The term razor gang was very common in the context of the 2007 Federal election. It was introduced by Kevin Rudd early in October: ‘In a newspaper interview published yesterday, Mr Rudd said a Labor Government would set up an expenditure review committee, or razor gang, to identify savings for its first budget’ (Canberra Times, 3 October). After the election, Prime Minister Rudd warned that Labor’s ‘razor gang’ would wield ‘a meat axe’ (Canberra Times, 21 January 2008).
Razor gang in the sense ‘a parliamentary committee established to examine ways of reducing public expenditure’ was first used in association with the Fraser Government in the early 1980s. On 5 May 1981 the Bulletin stated: ‘Canberra reports said that Sir Philip Lynch’s “Razor Gang” had recommended an overall staff cut in the Federal public service of 2 percent.’ This sense of the term razor gang is Australian, and after the Fraser Government the term continued to be used to describe drastic cost-cutting measures by both Federal and State Governments.
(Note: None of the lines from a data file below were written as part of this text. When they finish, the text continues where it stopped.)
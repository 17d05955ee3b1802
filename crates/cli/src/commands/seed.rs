//! Database seeding command.
//!
//! Inserts a handful of demo customers and products so a fresh install has
//! something to show. Rows go through the same repositories the dashboard
//! uses; no image files are seeded.

use arif_motor_web::config::{AppConfig, ConfigError};
use arif_motor_web::db::{self, CustomerRepository, ProductRepository, RepositoryError};
use arif_motor_web::models::{CustomerDraft, ProductDraft};

/// Errors that can occur while seeding.
#[derive(Debug, thiserror::Error)]
pub enum SeedError {
    #[error("configuration error: {0}")]
    Config(#[from] ConfigError),

    #[error("database error: {0}")]
    Database(#[from] sqlx::Error),

    #[error("repository error: {0}")]
    Repository(#[from] RepositoryError),
}

fn demo_customers() -> Vec<CustomerDraft> {
    vec![
        CustomerDraft {
            name: "Budi Santoso".to_owned(),
            address: "Jl. Merdeka No. 12, Sleman".to_owned(),
            phone: "081234567890".to_owned(),
            gender: "Laki-laki".to_owned(),
        },
        CustomerDraft {
            name: "Siti Aminah".to_owned(),
            address: "Jl. Kaliurang Km 7, Yogyakarta".to_owned(),
            phone: "085612345678".to_owned(),
            gender: "Perempuan".to_owned(),
        },
    ]
}

fn demo_products() -> Vec<ProductDraft> {
    vec![
        ProductDraft {
            name: "Helm Racing".to_owned(),
            brand: "INK".to_owned(),
            product_type: "Full Face".to_owned(),
            stock: 10,
            price: 350_000,
        },
        ProductDraft {
            name: "Oli Mesin 1L".to_owned(),
            brand: "Yamalube".to_owned(),
            product_type: "Pelumas".to_owned(),
            stock: 24,
            price: 55_000,
        },
        ProductDraft {
            name: "Ban Tubeless 90/80".to_owned(),
            brand: "FDR".to_owned(),
            product_type: "Ban".to_owned(),
            stock: 8,
            price: 210_000,
        },
    ]
}

/// Insert the demo rows.
///
/// # Errors
///
/// Returns `SeedError` if configuration is missing or any insert fails.
pub async fn run() -> Result<(), SeedError> {
    let config = AppConfig::from_env()?;
    let pool = db::create_pool(&config.database_url).await?;

    let customers = CustomerRepository::new(&pool);
    for draft in demo_customers() {
        let customer = customers.create(&draft, None).await?;
        tracing::info!(customer_id = %customer.id, name = %customer.name, "seeded customer");
    }

    let products = ProductRepository::new(&pool);
    for draft in demo_products() {
        let product = products.create(&draft, None).await?;
        tracing::info!(product_id = %product.id, name = %product.name, "seeded product");
    }

    tracing::info!("Seeding complete!");
    Ok(())
}
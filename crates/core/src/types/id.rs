//! Newtype IDs for type-safe entity references.
//!
//! Use the `define_id!` macro to create type-safe ID wrappers that prevent
//! accidentally mixing IDs from different entity types.

/// Macro to define a type-safe ID wrapper.
///
/// Creates a newtype wrapper around `i32` with:
/// - `Serialize`/`Deserialize` with `#[serde(transparent)]`
/// - `Debug`, `Clone`, `Copy`, `PartialEq`, `Eq`, `Hash`
/// - Conversion methods: `new()`, `as_i32()`
/// - `From<i32>` and `Into<i32>` implementations
/// - `sqlx` `Type`, `Encode`, and `Decode` implementations (with `postgres` feature)
///
/// # Example
///
/// ```rust
/// # use arif_motor_core::define_id;
/// define_id!(CustomerId);
/// define_id!(ProductId);
///
/// let customer_id = CustomerId::new(1);
/// let product_id = ProductId::new(1);
///
/// // These are different types, so this won't compile:
/// // let _: CustomerId = product_id;
/// ```
#[macro_export]
macro_rules! define_id {
    ($name:ident) => {
        #[derive(
            Debug,
            Clone,
            Copy,
            PartialEq,
            Eq,
            Hash,
            ::serde::Serialize,
            ::serde::Deserialize
        )]
        #[serde(transparent)]
        pub struct $name(i32);

        impl $name {
            /// Create a new ID from an i32 value.
            #[must_use]
            pub const fn new(id: i32) -> Self {
                Self(id)
            }

            /// Get the underlying i32 value.
            #[must_use]
            pub const fn as_i32(&self) -> i32 {
                self.0
            }
        }

        impl ::core::fmt::Display for $name {
            fn fmt(&self, f: &mut ::core::fmt::Formatter<'_>) -> ::core::fmt::Result {
                write!(f, "{}", self.0)
            }
        }

        impl From<i32> for $name {
            fn from(id: i32) -> Self {
                Self(id)
            }
        }

        impl From<$name> for i32 {
            fn from(id: $name) -> Self {
                id.0
            }
        }

        #[cfg(feature = "postgres")]
        impl ::sqlx::Type<::sqlx::Postgres> for $name {
            fn type_info() -> ::sqlx::postgres::PgTypeInfo {
                <i32 as ::sqlx::Type<::sqlx::Postgres>>::type_info()
            }

            fn compatible(ty: &::sqlx::postgres::PgTypeInfo) -> bool {
                <i32 as ::sqlx::Type<::sqlx::Postgres>>::compatible(ty)
            }
        }

        #[cfg(feature = "postgres")]
        impl<'r> ::sqlx::Decode<'r, ::sqlx::Postgres> for $name {
            fn decode(
                value: ::sqlx::postgres::PgValueRef<'r>,
            ) -> ::core::result::Result<Self, ::sqlx::error::BoxDynError> {
                let id = <i32 as ::sqlx::Decode<::sqlx::Postgres>>::decode(value)?;
                Ok(Self(id))
            }
        }

        #[cfg(feature = "postgres")]
        impl ::sqlx::Encode<'_, ::sqlx::Postgres> for $name {
            fn encode_by_ref(
                &self,
                buf: &mut ::sqlx::postgres::PgArgumentBuffer,
            ) -> ::std::result::Result<::sqlx::encode::IsNull, ::sqlx::error::BoxDynError> {
                <i32 as ::sqlx::Encode<::sqlx::Postgres>>::encode_by_ref(&self.0, buf)
            }
        }
    };
}

// Define standard entity IDs
define_id!(CustomerId);
define_id!(ProductId);
define_id!(UserId);

#[cfg(test)]
#[allow(clippy::unwrap_used)]
mod tests {
    use super::*;

    #[test]
    fn test_id_roundtrip() {
        let id = CustomerId::new(7);
        assert_eq!(id.as_i32(), 7);
        assert_eq!(i32::from(id), 7);
        assert_eq!(CustomerId::from(7), id);
    }

    #[test]
    fn test_id_display() {
        assert_eq!(ProductId::new(42).to_string(), "42");
    }

    #[test]
    fn test_id_serde_transparent() {
        let id = UserId::new(3);
        let json = serde_json::to_string(&id).unwrap();
        assert_eq!(json, "3");

        let parsed: UserId = serde_json::from_str("3").unwrap();
        assert_eq!(parsed, id);
    }
}
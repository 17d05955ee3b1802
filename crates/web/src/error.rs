//! Unified error handling for the dashboard.

use axum::{
    http::StatusCode,
    response::{IntoResponse, Response},
};
use thiserror::Error;

use crate::db::RepositoryError;

/// Application-level error type for request handlers.
#[derive(Debug, Error)]
pub enum AppError {
    /// Database operation failed.
    #[error("Database error: {0}")]
    Database(RepositoryError),

    /// Resource not found.
    #[error("Not found: {0}")]
    NotFound(String),

    /// Bad request from client.
    #[error("Bad request: {0}")]
    BadRequest(String),

    /// Writing an uploaded image to disk failed.
    #[error("Image storage error: {0}")]
    ImageStorage(#[from] std::io::Error),

    /// Session store failure.
    #[error("Session error: {0}")]
    Session(#[from] tower_sessions::session::Error),
}

impl From<RepositoryError> for AppError {
    fn from(err: RepositoryError) -> Self {
        // A failed lookup is the caller's 404, not a server fault.
        match err {
            RepositoryError::NotFound => Self::NotFound("record does not exist".to_owned()),
            other => Self::Database(other),
        }
    }
}

impl IntoResponse for AppError {
    fn into_response(self) -> Response {
        // Log server errors with Sentry
        if matches!(
            self,
            Self::Database(_) | Self::ImageStorage(_) | Self::Session(_)
        ) {
            let event_id = sentry::capture_error(&self);
            tracing::error!(
                error = %self,
                sentry_event_id = %event_id,
                "Request error"
            );
        }

        let status = match &self {
            Self::Database(_) | Self::ImageStorage(_) | Self::Session(_) => {
                StatusCode::INTERNAL_SERVER_ERROR
            }
            Self::NotFound(_) => StatusCode::NOT_FOUND,
            Self::BadRequest(_) => StatusCode::BAD_REQUEST,
        };

        // Don't expose internal error details to clients
        let message = match &self {
            Self::Database(_) | Self::ImageStorage(_) | Self::Session(_) => {
                "Internal server error".to_string()
            }
            _ => self.to_string(),
        };

        (status, message).into_response()
    }
}

#[cfg(test)]
mod tests {
    use super::*;

    #[test]
    fn test_app_error_display() {
        let err = AppError::NotFound("customer 123".to_string());
        assert_eq!(err.to_string(), "Not found: customer 123");

        let err = AppError::BadRequest("invalid input".to_string());
        assert_eq!(err.to_string(), "Bad request: invalid input");
    }

    #[test]
    fn test_app_error_status_codes() {
        fn get_status(err: AppError) -> StatusCode {
            err.into_response().status()
        }

        assert_eq!(
            get_status(AppError::NotFound("test".to_string())),
            StatusCode::NOT_FOUND
        );
        assert_eq!(
            get_status(AppError::BadRequest("test".to_string())),
            StatusCode::BAD_REQUEST
        );
        assert_eq!(
            get_status(AppError::Database(RepositoryError::NotFound)),
            StatusCode::INTERNAL_SERVER_ERROR
        );
    }

    #[test]
    fn test_repository_not_found_maps_to_404() {
        let err = AppError::from(RepositoryError::NotFound);
        assert!(matches!(err, AppError::NotFound(_)));
    }

    #[test]
    fn test_internal_details_are_not_exposed() {
        let err = AppError::Database(RepositoryError::Database(sqlx::Error::PoolClosed));
        let response = err.into_response();
        assert_eq!(response.status(), StatusCode::INTERNAL_SERVER_ERROR);
    }
}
In 1988 the Melbourne Age reported: ‘How these committees work provides a clue to the real power structure of the Hawke-Keating Government in crucial economic matters. The key has been the razor gang. This has become Hawke’s “kitchen Cabinet”’.
By 2007 the term was used in a wide variety of contexts. Although in 2007 it is especially associated with the Labor Party and its election win, at the beginning of 2007 it was used of the Howard Government: ‘A $100 million-plus plan to tackle childhood obesity has been dumped by the Howard Government’s budget razor gang, despite the runaway economy adding billions of dollars to Treasury coffers’ (Australian, 19 March 2007). By the middle of the year Rugby Union officials were talking about introducing cost-cutting measures: ‘John O’Neill warned yesterday there is pain on the way for Australia after all five home Tests this season recorded below-budget returns… If there is one area that needs to be quarantined from the razor gang it surely must be in the field of talent identification, recruitment and development’ (Australian, 6 July 2007).
The outbreak of equine influenza raised the possibility that a razor gang would have to get to work on prizemoney for races: ‘Unless a government compensation package can be structured, a razor gang will be formed to slash prizemoney levels on Group and Listed races’ (Australian, 24 September 2007).
Where does the term razor gang come from? In the sense ‘a gang of thugs armed with razors’ it is first recorded by the Oxford English Dictionary in 1957, and this sense has international currency. In Australia, razor gangs were especially associated with criminals in Sydney in the 1920s and 1930s (see the transcript of an ABC radio program on the topic).
In 1927 the Sydney Truth (12 June) described one of these gangs: ‘The Razor Gang has terrorised the underworld of Darlinghurst, that region of bohemia, crims and mystery. The razors its members carry in their hands are feared far more than the revolver of the ordinary crook.’
It is possible that the Australian political use of the term alludes to these ruthless criminal gangs, but even before the transferred Australian political uses of the term, the same transfer had occurred in ‘Railway Slang’ in Britain in the 1960s.
The Oxford English Dictionary quotes two British texts. First, H. Sheppard in A Dictionary of Railway Slang (1966), defines razor gang as ‘economy men from Headquarters’. Second, G. McKenna in Glossary of Railwaymen’s Talk (1970), defines razor gang as ‘an investigating committee, searching rosters and rotas for “unproductive time”’. This is very similar to the Australian political sense, and it would be interesting to know if the British railway slang had somehow found its way to Australia. The precise political sense, however, is uniquely Australian.